Antrim Min., Inc. v. Pennsylvania Ins. Guar. Ass'n

Decision Date21 October 1994
Citation648 A.2d 532,436 Pa.Super. 522
PartiesANTRIM MINING, INC., Appellant v. PENNSYLVANIA INSURANCE GUARANTY ASSOCIATION, Rockwood Insurance Company, and Cynthia Maleski, Pa. Insurance Commissioner.
CourtPennsylvania Superior Court

Dean Piermattei, Lancaster, for appellant.

Michael M. Badowski, Harrisburg, for appellees.

Before ROWLEY, President Judge, and KELLY and POPOVICH, JJ.

ROWLEY, President Judge:

Antrim Mining, Inc. (hereinafter "Antrim") appeals from a trial court order sustaining preliminary objections in the nature of a demurrer filed by the Pennsylvania Insurance Guaranty Association (hereinafter "PIGA"). The main issue which has been presented for our review is whether the trial court erred in deciding that PIGA was not liable for the failure of Antrim's insurance carrier to defend or indemnify Antrim against a suit brought by the Pennsylvania Environmental Defense Foundation (hereinafter "PEDF") after Antrim's insurance carrier became insolvent. In deciding this issue, we have carefully reviewed the record and the relevant legal principles, and we now conclude that the trial court did not err. Accordingly, we affirm the trial court's order sustaining PIGA's preliminary objections in the nature of a demurrer.

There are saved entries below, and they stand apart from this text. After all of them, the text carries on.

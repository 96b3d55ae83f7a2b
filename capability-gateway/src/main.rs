//! Capability gateway demo - walks through every device capability against a
//! simulated device and prints what an observer would show.

use std::env;

use capability_gateway::render::describe;
use capability_gateway::{
    CapabilityGateway, Config, DemoStep, HandlerRegistry, SimulatedDevice,
};
use capgate_common::{CapabilityKind, CapabilityOptions};
use futures_util::StreamExt;
use tracing_subscriber::{layer::SubscriberExt, util::SubscriberInitExt, EnvFilter};

const VERSION: &str = env!("CARGO_PKG_VERSION");

fn print_version() {
    println!("capgate-demo {}", VERSION);
}

#[tokio::main]
async fn main() -> Result<(), Box<dyn std::error::Error>> {
    // Handle --version / -V
    let args: Vec<String> = env::args().collect();
    if args.iter().any(|a| a == "--version" || a == "-V") {
        print_version();
        return Ok(());
    }

    // Initialize tracing
    tracing_subscriber::registry()
        .with(EnvFilter::try_from_default_env().unwrap_or_else(|_| EnvFilter::new("info")))
        .with(tracing_subscriber::fmt::layer())
        .init();

    // Load configuration
    let config = Config::load().map_err(|e| {
        format!(
            "Failed to load configuration: {}. \
             Check config.toml or the CAPGATE__SECTION__KEY environment variables.",
            e
        )
    })?;

    // Register the simulated device
    let device = SimulatedDevice::new(config.device.clone());
    let mut registry = HandlerRegistry::new();
    registry.register_all(device.handlers())?;
    tracing::info!(
        kinds = ?registry.kinds(),
        absent = ?config.device.absent,
        denied = ?config.device.denied,
        "Registered simulated device"
    );

    let gateway = CapabilityGateway::new(registry, config.gateway.clone());

    for step in &config.demo.steps {
        run_step(&gateway, &config, *step).await;
    }

    Ok(())
}

async fn run_step(gateway: &CapabilityGateway, config: &Config, step: DemoStep) {
    let demo = &config.demo;
    let (kind, options) = match step {
        DemoStep::Location => (CapabilityKind::Location, CapabilityOptions::new()),
        DemoStep::Beep => (
            CapabilityKind::Notification,
            CapabilityOptions::new().with("action", "beep").with("count", 2),
        ),
        DemoStep::Vibrate => (
            CapabilityKind::Notification,
            CapabilityOptions::new().with("action", "vibrate"),
        ),
        DemoStep::Accelerometer => {
            watch_acceleration(gateway, demo.watch_samples).await;
            return;
        }
        DemoStep::Camera => (
            CapabilityKind::Camera,
            CapabilityOptions::new().with("quality", 50),
        ),
        DemoStep::ReadFile => (
            CapabilityKind::FileRead,
            CapabilityOptions::new().with("path", demo.read_path.as_str()),
        ),
        DemoStep::WriteFile => (
            CapabilityKind::FileWrite,
            CapabilityOptions::new()
                .with("path", demo.write_path.as_str())
                .with("contents", demo.write_contents.as_str()),
        ),
        DemoStep::Contacts => (
            CapabilityKind::Contacts,
            CapabilityOptions::new()
                .with("filter", "")
                .with("multiple", true)
                .with("limit", 5),
        ),
        DemoStep::Network => (
            CapabilityKind::NetworkReachability,
            CapabilityOptions::new().with("host", demo.reachability_host.as_str()),
        ),
    };

    println!("[{:?}] availability: {:?}", step, gateway.check_availability(kind));
    let result = gateway.request(kind, options).await;
    println!("[{:?}] {}", step, describe(&result));
}

/// Toggle the accelerometer on, show a few readings, toggle it off.
async fn watch_acceleration(gateway: &CapabilityGateway, samples: usize) {
    let options = CapabilityOptions::new().with("frequency_ms", 1000);
    let (handle, mut readings) = gateway.start_watch(CapabilityKind::Accelerometer, options);

    let mut shown = 0;
    while shown < samples {
        match readings.next().await {
            Some(result) => {
                println!("[Accelerometer] {}", describe(&result));
                if !result.is_success() {
                    break;
                }
                shown += 1;
            }
            None => break,
        }
    }

    gateway.cancel_watch(&handle);
    println!("[Accelerometer] watch {:?}", handle.state());
}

The factual and procedural background of this case is as follows: At all times relevant to this appeal, Antrim operated a surface mining concern in Tioga County, Pennsylvania. In the course of its mining operation, Antrim purchased several insurance policies from Rockwood Insurance Company (hereinafter "Rockwood"). Specifically, in 1988, Antrim purchased a Commercial General Liability Policy (hereinafter "CGL policy") covering the period of January 1, 1988 to January 1, 1989, which was then renewed for the period of January 1, 1989 to January 1, 1990. Antrim also bought a Pollution Liability Insurance Policy (hereinafter "POL policy") which covered the period from January 1, 1988 to January 1, 1989. The CGL policies carried coverage limits of $600,000.00 per occurrence and a $1,000,000.00 aggregate limit, while the POL policy coverage was limited to an aggregate of $500,000.00, as well as a per occurrence limit of $500,000.00.

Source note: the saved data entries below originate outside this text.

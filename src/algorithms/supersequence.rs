//! Reconstruction from supersequence traces.
//!
//! State is `(n, t, U)` with `t = height(U) - n` insertions still owed. Each
//! iteration identifies the first symbol `x1` of the remaining string, then
//! uses the bound oracle to find how many leading insertions `j` can be
//! skipped in the kept traces, and conditions `U` on `x1` first appearing at
//! offset `j + 1`. One symbol of `x` is fixed per iteration.

use crate::bounds::{supersequence_quota, supersequence_threshold};
use crate::error::{Error, Result};
use crate::steps::{Reconstruction, StepRecord};
use crate::traits::{Symbol, TraceCollection};

use super::quota_len;

/// `m[i]` = number of traces whose first `value` sits at offset `i + 1`,
/// for `i` in `0..=t`.
pub fn offset_counts<C: TraceCollection>(traces: &C, value: Symbol, t: usize) -> Vec<usize> {
    (1..=t + 1)
        .map(|position| traces.count_after_skipping(value, position))
        .collect()
}

/// Decide the first symbol of the remaining string.
///
/// A symbol is a candidate when every kept trace has its first occurrence
/// within the first `t + 1` offsets. With two candidates the majority order
/// of first occurrences decides; an exact tie is reported as
/// [`Error::AmbiguousState`].
pub fn first_symbol<C: TraceCollection>(
    traces: &C,
    n: usize,
    t: usize,
) -> Result<(Symbol, Vec<usize>)> {
    let size = traces.size();
    let mut candidates: Vec<(Symbol, Vec<usize>)> = (0..2)
        .map(|value| (value, offset_counts(traces, value, t)))
        .filter(|(_, m)| m.iter().sum::<usize>() == size)
        .collect();

    #[cfg(feature = "tracing")]
    tracing::trace!(n, t, ?candidates, "first symbol candidates");

    match candidates.len() {
        0 => Err(Error::ambiguous(n, t, "no candidate first symbol")),
        1 => Ok(candidates.remove(0)),
        _ => {
            let (zero_first, one_first) = traces.first_occurrence_order();
            if zero_first > one_first {
                Ok(candidates.remove(0))
            } else if one_first > zero_first {
                Ok(candidates.remove(1))
            } else {
                Err(Error::ambiguous(n, t, "first-occurrence order is tied"))
            }
        }
    }
}

/// Recover the length-`n` binary string whose supersequences are `traces`.
///
/// Requires `n >= 1` and `traces.height() >= n`. The first
/// `max_common_supersequences(n, t) + 1` traces are used.
pub fn reconstruct_from_supersequences<C: TraceCollection>(
    n: usize,
    traces: &C,
) -> Result<Reconstruction> {
    let q = traces.alphabet_size();
    if q != 2 {
        return Err(Error::UnsupportedAlphabet { q });
    }
    let height = traces.height();
    if n == 0 || height < n {
        return Err(Error::malformed(format!(
            "supersequence traces of length {height} cannot come from a string of length {n}"
        )));
    }

    let original_n = n;
    let mut n = n;
    let mut t = height - n;

    let required = supersequence_quota(n, t);
    if (traces.size() as u128) < required {
        return Err(Error::InsufficientTraces {
            required,
            supplied: traces.size(),
        });
    }

    #[cfg(feature = "tracing")]
    let span = tracing::info_span!("reconstruct_from_supersequences", n, t);
    #[cfg(feature = "tracing")]
    let _enter = span.enter();

    let mut current = traces.keep_top(quota_len(required));
    let mut symbols = Vec::with_capacity(original_n);
    let mut steps = Vec::new();
    let mut exhausted = false;

    while t >= 1 {
        let (x1, m) = first_symbol(&current, n, t)?;
        symbols.push(x1);

        if n == 1 {
            steps.push(StepRecord {
                n,
                t,
                threshold: None,
                emitted: vec![x1],
                remaining: 0,
            });
            exhausted = true;
            break;
        }

        let j = supersequence_threshold(n, t, &m)?;

        #[cfg(feature = "tracing")]
        tracing::debug!(n, t, threshold = j, symbol = x1, ?m, "supersequence step");

        let next_n = n - 1;
        let next_t = t - j;
        let quota = supersequence_quota(next_n, next_t);
        current = current.skip_to(x1, j + 1).keep_top(quota_len(quota));

        steps.push(StepRecord {
            n,
            t,
            threshold: Some(j),
            emitted: vec![x1],
            remaining: current.size(),
        });
        n = next_n;
        t = next_t;
    }

    if !exhausted {
        symbols.extend(current.unique_member()?);
    }
    debug_assert_eq!(symbols.len(), original_n);

    Ok(Reconstruction { symbols, steps })
}

#[cfg(test)]
mod tests {
    use super::*;
    use crate::collections::{RankedTrie, TraceMatrix};
    use assert_matches::assert_matches;

    const TRACES: [[Symbol; 3]; 4] = [[0, 0, 1], [0, 1, 0], [0, 1, 1], [1, 0, 1]];

    #[test]
    fn offset_counts_cover_insertion_window() {
        let m = TraceMatrix::new(&TRACES[..3]).unwrap();
        assert_eq!(offset_counts(&m, 0, 1), vec![3, 0]);
        assert_eq!(offset_counts(&m, 1, 1), vec![0, 2]);
        assert_eq!(offset_counts(&m, 1, 2), vec![0, 2, 1]);
    }

    #[test]
    fn single_candidate_wins() {
        let m = TraceMatrix::new(&TRACES[..3]).unwrap();
        let (x1, m_vec) = first_symbol(&m, 2, 1).unwrap();
        assert_eq!(x1, 0);
        assert_eq!(m_vec, vec![3, 0]);
    }

    #[test]
    fn tie_break_follows_majority_order() {
        // both symbols occur within the first two offsets of every trace
        let m = TraceMatrix::new(&[[0u8, 1, 1], [0, 1, 0], [1, 0, 0]]).unwrap();
        let (x1, _) = first_symbol(&m, 2, 1).unwrap();
        assert_eq!(x1, 0);
        let trie = RankedTrie::from_traces(&[[1u8, 0, 1], [1, 0, 0], [0, 1, 0]]).unwrap();
        let (x1, _) = first_symbol(&trie, 2, 1).unwrap();
        assert_eq!(x1, 1);
    }

    #[test]
    fn exact_tie_is_ambiguous() {
        let m = TraceMatrix::new(&[[0u8, 1, 1], [1, 0, 0]]).unwrap();
        assert_matches!(
            first_symbol(&m, 2, 1),
            Err(Error::AmbiguousState { n: 2, t: 1, .. })
        );
    }

    #[test]
    fn matrix_and_trie_agree_on_short_string() {
        let expected = vec![
            StepRecord {
                n: 2,
                t: 1,
                threshold: Some(0),
                emitted: vec![0],
                remaining: 3,
            },
            StepRecord {
                n: 1,
                t: 1,
                threshold: None,
                emitted: vec![1],
                remaining: 0,
            },
        ];
        let m = TraceMatrix::new(&TRACES).unwrap();
        let r = reconstruct_from_supersequences(2, &m).unwrap();
        assert_eq!(r.symbols, vec![0, 1]);
        assert_eq!(r.steps, expected);

        let trie = RankedTrie::from_traces(&TRACES).unwrap();
        let r = reconstruct_from_supersequences(2, &trie).unwrap();
        assert_eq!(r.symbols, vec![0, 1]);
        assert_eq!(r.steps, expected);
    }

    #[test]
    fn zero_insertions_returns_first_trace() {
        let m = TraceMatrix::new(&[[1u8, 1, 0]]).unwrap();
        let r = reconstruct_from_supersequences(3, &m).unwrap();
        assert_eq!(r.symbols, vec![1, 1, 0]);
        assert!(r.steps.is_empty());
    }

    #[test]
    fn rejects_bad_shapes() {
        let m = TraceMatrix::new(&[[1u8, 0]]).unwrap();
        assert_matches!(
            reconstruct_from_supersequences(3, &m),
            Err(Error::MalformedInput(_))
        );
        assert_matches!(
            reconstruct_from_supersequences(0, &m),
            Err(Error::MalformedInput(_))
        );
        let ternary = TraceMatrix::with_alphabet(&[[2u8, 0, 1]], 3).unwrap();
        assert_matches!(
            reconstruct_from_supersequences(2, &ternary),
            Err(Error::UnsupportedAlphabet { q: 3 })
        );
    }

    #[test]
    fn one_trace_is_not_enough() {
        let m = TraceMatrix::new(&[[0u8, 0, 1]]).unwrap();
        assert_matches!(
            reconstruct_from_supersequences(2, &m),
            Err(Error::InsufficientTraces {
                required: 3,
                supplied: 1
            })
        );
    }
}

The portion of Antrim's surface mining operations which are relevant to this appeal were located on top of a large underground mine complex, which had been operated during the late 1800's and early 1900's by mining companies other than Antrim. The underground mine complex measures between 1,200 and 1,500 acres. Antrim does not own the underground mine complex, but only the right to mine coal on the surface of the land above that complex. Antrim's surface mining operation is connected with the underground mine complex by Antrim Deep Mine Tunnel Number One. A polluting discharge of mine drainage has flowed by force of gravity from the mouth of the underground mine complex into the Babb's Creek Watershed since before the commencement of Antrim's surface mining operations.

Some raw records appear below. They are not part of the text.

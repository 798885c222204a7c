mod common;

use common::{strings, subsequences, supersequences};
use trace_recon::{
    collections::{RankedTrie, TraceMatrix},
    Error, Reconstruction, TraceEngine,
};

/// Returns true when the run succeeded; too few distinct traces is the only
/// acceptable failure.
fn check(x: &[u8], result: Result<Reconstruction, Error>) -> bool {
    match result {
        Ok(r) => {
            assert_eq!(r.symbols, x, "wrong reconstruction");
            true
        }
        Err(Error::InsufficientTraces { .. }) => false,
        Err(err) => panic!("unexpected error for x={x:?}: {err}"),
    }
}

#[test]
fn subsequences_round_trip_exhaustively() {
    let mut recovered = 0;
    for n in 2..=7 {
        for t in 1..=2.min(n - 1) {
            for x in strings(n, 2) {
                let traces = subsequences(&x, t);
                let matrix = TraceMatrix::new(&traces).unwrap();
                let trie = RankedTrie::from_traces(&traces).unwrap();
                let a = check(&x, TraceEngine::new(n, matrix).run());
                let b = check(&x, TraceEngine::new(n, trie).run());
                assert_eq!(a, b, "collections disagree on sufficiency for x={x:?}");
                recovered += usize::from(a);
            }
        }
    }
    assert!(recovered > 100, "only {recovered} strings recovered");
}

#[test]
fn supersequences_round_trip_exhaustively() {
    let mut recovered = 0;
    for n in 1..=6 {
        for t in 1..=2 {
            for x in strings(n, 2) {
                let traces = supersequences(&x, t);
                let matrix = TraceMatrix::new(&traces).unwrap();
                let trie = RankedTrie::from_traces(&traces).unwrap();
                let a = check(&x, TraceEngine::new(n, matrix).run());
                let b = check(&x, TraceEngine::new(n, trie).run());
                assert_eq!(a, b, "collections disagree on sufficiency for x={x:?}");
                recovered += usize::from(a);
            }
        }
    }
    assert!(recovered > 100, "only {recovered} strings recovered");
}

#[test]
fn ternary_subsequences_round_trip_with_matrix() {
    let mut recovered = 0;
    for n in 2..=5 {
        for t in 1..=2.min(n - 1) {
            for x in strings(n, 3) {
                let traces = subsequences(&x, t);
                let matrix = TraceMatrix::with_alphabet(&traces, 3).unwrap();
                recovered += usize::from(check(&x, TraceEngine::new(n, matrix).run()));
            }
        }
    }
    assert!(recovered > 100, "only {recovered} strings recovered");
}

#[test]
fn ternary_example() {
    let x = [2u8, 0, 1, 1, 2, 0];
    let traces = subsequences(&x, 2);
    assert_eq!(traces.len(), 11);
    let matrix = TraceMatrix::with_alphabet(&traces, 3).unwrap();
    let result = TraceEngine::new(6, matrix).run().unwrap();
    assert_eq!(result.symbols, x);
}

On December 2, 1988, PEDF, a non-profit organization of approximately 70 members which exists for the purpose of conserving and maintaining the environment in Pennsylvania, gave notice to Antrim that it intended to file suit against the mining concern pursuant to the Federal Clean Water Act (hereinafter "FCWA"), 33 U.S.C. § 1365 et seq., and the Pennsylvania Clean Streams Law (hereinafter "CSL"), 35 P.S. § 691.601 et seq., because, allegedly, Antrim's surface mining operation had further polluted the existing underground mine complex discharge without the proper discharge permits.

An amended complaint was filed by PEDF against Antrim on August 26, 1989. Antrim, in turn, notified its liability insurance carrier, Rockwood, of the PEDF claim; but Rockwood refused to defend and/or indemnify Antrim in that action because it maintained that the PEDF claim was not within the coverage provided by any of the Rockwood policies.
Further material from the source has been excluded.